I don't use Wordpress anymore, having deleted my Wordpress account back in April 2023. So for me this whole saga is neither here nor there. My personal feeling is that at the beginning of this drama Matt Mullenweg had the moral upperhand in expecting companies who make millions out of the open source Wordpress community to give back more than the bare minimum to that community. Sponsoring a few WordCamps is not enough. Unfortunately morals don't really come into it in the business world and the license Wordpress was released under does not oblige any payment, in-kind or otherwise. So Automattic decided to sue WP Engine to pay a significant license fee for using "Wordpress" in their hosting plans. WP Engine simply renamed their plans.
However his actions since then were morally wrong. He's kind of lost his way here. Disconnecting WP Engine from the Wordpress.org plugin platform raised alarm bells in the wider community, with many thinking "am I next"? Then taking control of the ACF plugin appears to be bordering on theft the way it was done. I am not a specialist in this area at all, but that's what it looks like to me and probably many others who are not open source license experts. Again, it has the wider community wondering "is my plugin next"?
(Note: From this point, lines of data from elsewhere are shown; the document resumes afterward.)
//! handles most db specific functionality
//! (engine check, connecting, schema & seed scripts, table queries)

pub mod helpers;
pub mod queries;
pub mod resources;

use std::time::Duration;

use rusqlite::{params, Connection, OpenFlags};
use tracing::{debug, info};

use crate::error::{Error, ScriptError};
use helpers::*;
use queries::*;
use resources::{SCHEMA_RESOURCE, SEED_RESOURCE};

/// oldest sqlite providing table valued pragma functions (used by `check`)
pub const MIN_SQLITE_VERSION: i32 = 3_016_000;

/// `PRAGMA user_version` value marking a seeded database
pub const SEED_VERSION: i32 = 1;

/// representing a row from Activity table
#[derive(Debug, Clone, PartialEq)]
pub struct ActivityRow {
    pub code: i64,
    pub kind: String,
    pub duration: i64,
    pub distance: f64,
}

/// representing a row from User table
#[derive(Debug, Clone, PartialEq)]
pub struct UserRow {
    pub code: i64,
    pub name: String,
}

#[derive(Debug, Clone, Copy, PartialEq, Eq)]
pub enum SeedOutcome {
    Applied,
    AlreadySeeded,
}

/// make sure the linked sqlite engine is usable; returns its version
pub fn load_driver() -> Result<&'static str, Error> {
    let version = rusqlite::version();

    if rusqlite::version_number() < MIN_SQLITE_VERSION {
        return Err(Error::Driver(format!(
            "sqlite {} found, 3.16.0 or newer required",
            version
        )));
    }

    debug!(version, "sqlite engine available");
    Ok(version)
}

/// open the database named by `url`; the embedded engine takes no
/// credentials, so anything but an empty user/password is refused
pub fn connect(url: &str, user: &str, password: &str) -> Result<Connection, Error> {
    let target = parse_url(url).map_err(|reason| Error::Connection {
        target: url.to_string(),
        reason,
    })?;

    if !user.is_empty() || !password.is_empty() {
        return Err(Error::Connection {
            target: target.path,
            reason: "the embedded database does not take credentials".to_string(),
        });
    }

    let conn = open(&target).map_err(|e| Error::Connection {
        target: target.path.clone(),
        reason: e.to_string(),
    })?;

    info!(path = %target.path, "database connection established");
    Ok(conn)
}

fn open(target: &ConnectionTarget) -> rusqlite::Result<Connection> {
    let conn = if target.is_memory() {
        Connection::open_in_memory()?
    } else {
        Connection::open_with_flags(
            &target.path,
            OpenFlags::SQLITE_OPEN_READ_WRITE
                | OpenFlags::SQLITE_OPEN_CREATE
                | OpenFlags::SQLITE_OPEN_URI
                | OpenFlags::SQLITE_OPEN_NO_MUTEX,
        )?
    };

    // sqlite opens lazily; touch the schema so an unreachable file fails here
    conn.query_row("SELECT count(*) FROM sqlite_master", [], |row| row.get::<_, i64>(0))?;

    let opts = &target.options;

    conn.pragma_update(None, "foreign_keys", opts.foreign_keys)?;
    if let Some(ms) = opts.busy_timeout_ms {
        conn.busy_timeout(Duration::from_millis(ms))?;
    }
    if let Some(mode) = &opts.mode {
        debug!(mode = %mode, "compatibility mode requested, sqlite dialect kept");
    }
    if opts.auto_reconnect {
        debug!("auto reconnect requested, embedded connection never drops");
    }

    Ok(conn)
}

/// release the connection, reporting whatever sqlite says on close
pub fn close(conn: Connection) -> Result<(), Error> {
    conn.close().map_err(|(_, e)| Error::Close(e))?;
    debug!("database connection closed");
    Ok(())
}

fn script(resource: &str) -> Result<&'static str, ScriptError> {
    resources::load(resource).ok_or_else(|| ScriptError::MissingResource(resource.to_string()))
}

/// execute a bundled script as one batch; a missing resource leaves the
/// db untouched
pub fn run_script(db: &Connection, resource: &str) -> Result<(), ScriptError> {
    let sql = script(resource)?;
    db.execute_batch(sql)?;
    Ok(())
}

/// create tables if absent and verify their layout; safe to call on an
/// already initialized db
pub fn init_schema(db: &Connection) -> Result<(), Error> {
    run_script(db, SCHEMA_RESOURCE).map_err(Error::Schema)?;
    check(db)?;
    info!("database structure ready");
    Ok(())
}

/// populate a freshly created db with initial rows, once per db file
pub fn load_seed(db: &Connection) -> Result<SeedOutcome, Error> {
    let sql = script(SEED_RESOURCE).map_err(Error::Seed)?;

    let version: i32 = db
        .pragma_query_value(None, "user_version", |row| row.get(0))
        .map_err(|e| Error::Seed(e.into()))?;

    if version >= SEED_VERSION {
        debug!(version, "seed data already present");
        return Ok(SeedOutcome::AlreadySeeded);
    }

    db.execute_batch(sql).map_err(|e| Error::Seed(e.into()))?;
    db.pragma_update(None, "user_version", SEED_VERSION)
        .map_err(|e| Error::Seed(e.into()))?;

    info!("seed data inserted");
    Ok(SeedOutcome::Applied)
}

/// check existing db for integrity, conforming to expected layout
pub fn check(db: &Connection) -> Result<(), Error> {
    let mut stmt = db
        .prepare(SQL_TABLE_COLUMNS)
        .map_err(|e| Error::Schema(e.into()))?;

    let expected: [(&str, &[&str]); 2] = [
        (SQL_TABLEN_ACT, &SQL_COLUMNS_ACT[..]),
        (SQL_TABLEN_USR, &SQL_COLUMNS_USR[..]),
    ];

    for (table, columns) in expected {
        let found = stmt
            .query_map(params![table], |row| row.get::<_, String>(0))
            .and_then(|rows| rows.collect::<rusqlite::Result<Vec<String>>>())
            .map_err(|e| Error::Schema(e.into()))?;

        if found != columns {
            debug!(table, ?found, "table layout mismatch");
            return Err(Error::Schema(ScriptError::Layout {
                table: table.to_string(),
            }));
        }
    }

    Ok(())
}

/// retrieve all activities in storage order
pub fn get_activities(db: &Connection) -> rusqlite::Result<Vec<ActivityRow>> {
    let mut stmt = db.prepare(SQL_SELECT_ACT)?;

    // create iterator
    let db_activities_data = stmt.query_map([], |row| {
        Ok(ActivityRow {
            code: row.get(0)?,
            kind: row.get(1)?,
            duration: row.get(2)?,
            distance: row.get(3)?,
        })
    })?;

    // create data vector and use iterator to populate it
    let mut activities = Vec::new();
    for act in db_activities_data {
        activities.push(act?);
    }

    Ok(activities)
}

/// set duration and distance of the activity with `code`;
/// returns the number of rows changed (0 if there's no such code)
pub fn update_activity(
    db: &Connection,
    code: i64,
    duration: i64,
    distance: f64,
) -> rusqlite::Result<usize> {
    db.execute(SQL_UPDATE_ACT, params![duration, distance, code])
}

/// retrieve all users in storage order
pub fn get_users(db: &Connection) -> rusqlite::Result<Vec<UserRow>> {
    let mut stmt = db.prepare(SQL_SELECT_USR)?;

    let db_user_data = stmt.query_map([], |row| {
        Ok(UserRow {
            code: row.get(0)?,
            name: row.get(1)?,
        })
    })?;

    let mut users = Vec::new();
    for user in db_user_data {
        users.push(user?);
    }

    Ok(users)
}

/// remove the user with `code`; returns the number of rows removed
pub fn delete_user(db: &Connection, code: i64) -> rusqlite::Result<usize> {
    db.execute(SQL_DELETE_USR, params![code])
}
I sometimes wonder if Automattic have forgotten the fact that the Wordpress CMS became so immensely popular precisely because it was open source, because there was no fee, no expectation to contribute if you didn't want to. In any case for the sake of the Wordpress community and in fact the open source community in general, I hope they can settle their differences asap.
Coming back to my reasons for leaving Wordpress. They were the opposite of what got me using it in the first place. When I started using Wordpress it was to make the business of creating websites more straight forward and procedural, as well as to have the backing of a large community. With time it became gradually more complex to simply go in and write a post or edit some content. I am quite OK using a plain text editor and don't need fancy WYSIWYG tools, let alone the Gutenberg editor which split the Wordpress community long before the latest drama.
I am very happy now with my own 500 line PHP script that generates my site through a GitHub Action and publishes it on GitHub Pages. I am also happy writing my posts using GitHub's editor. It helps me concentrate on the content, not the design or the CMS. Without all the drama getting in the way!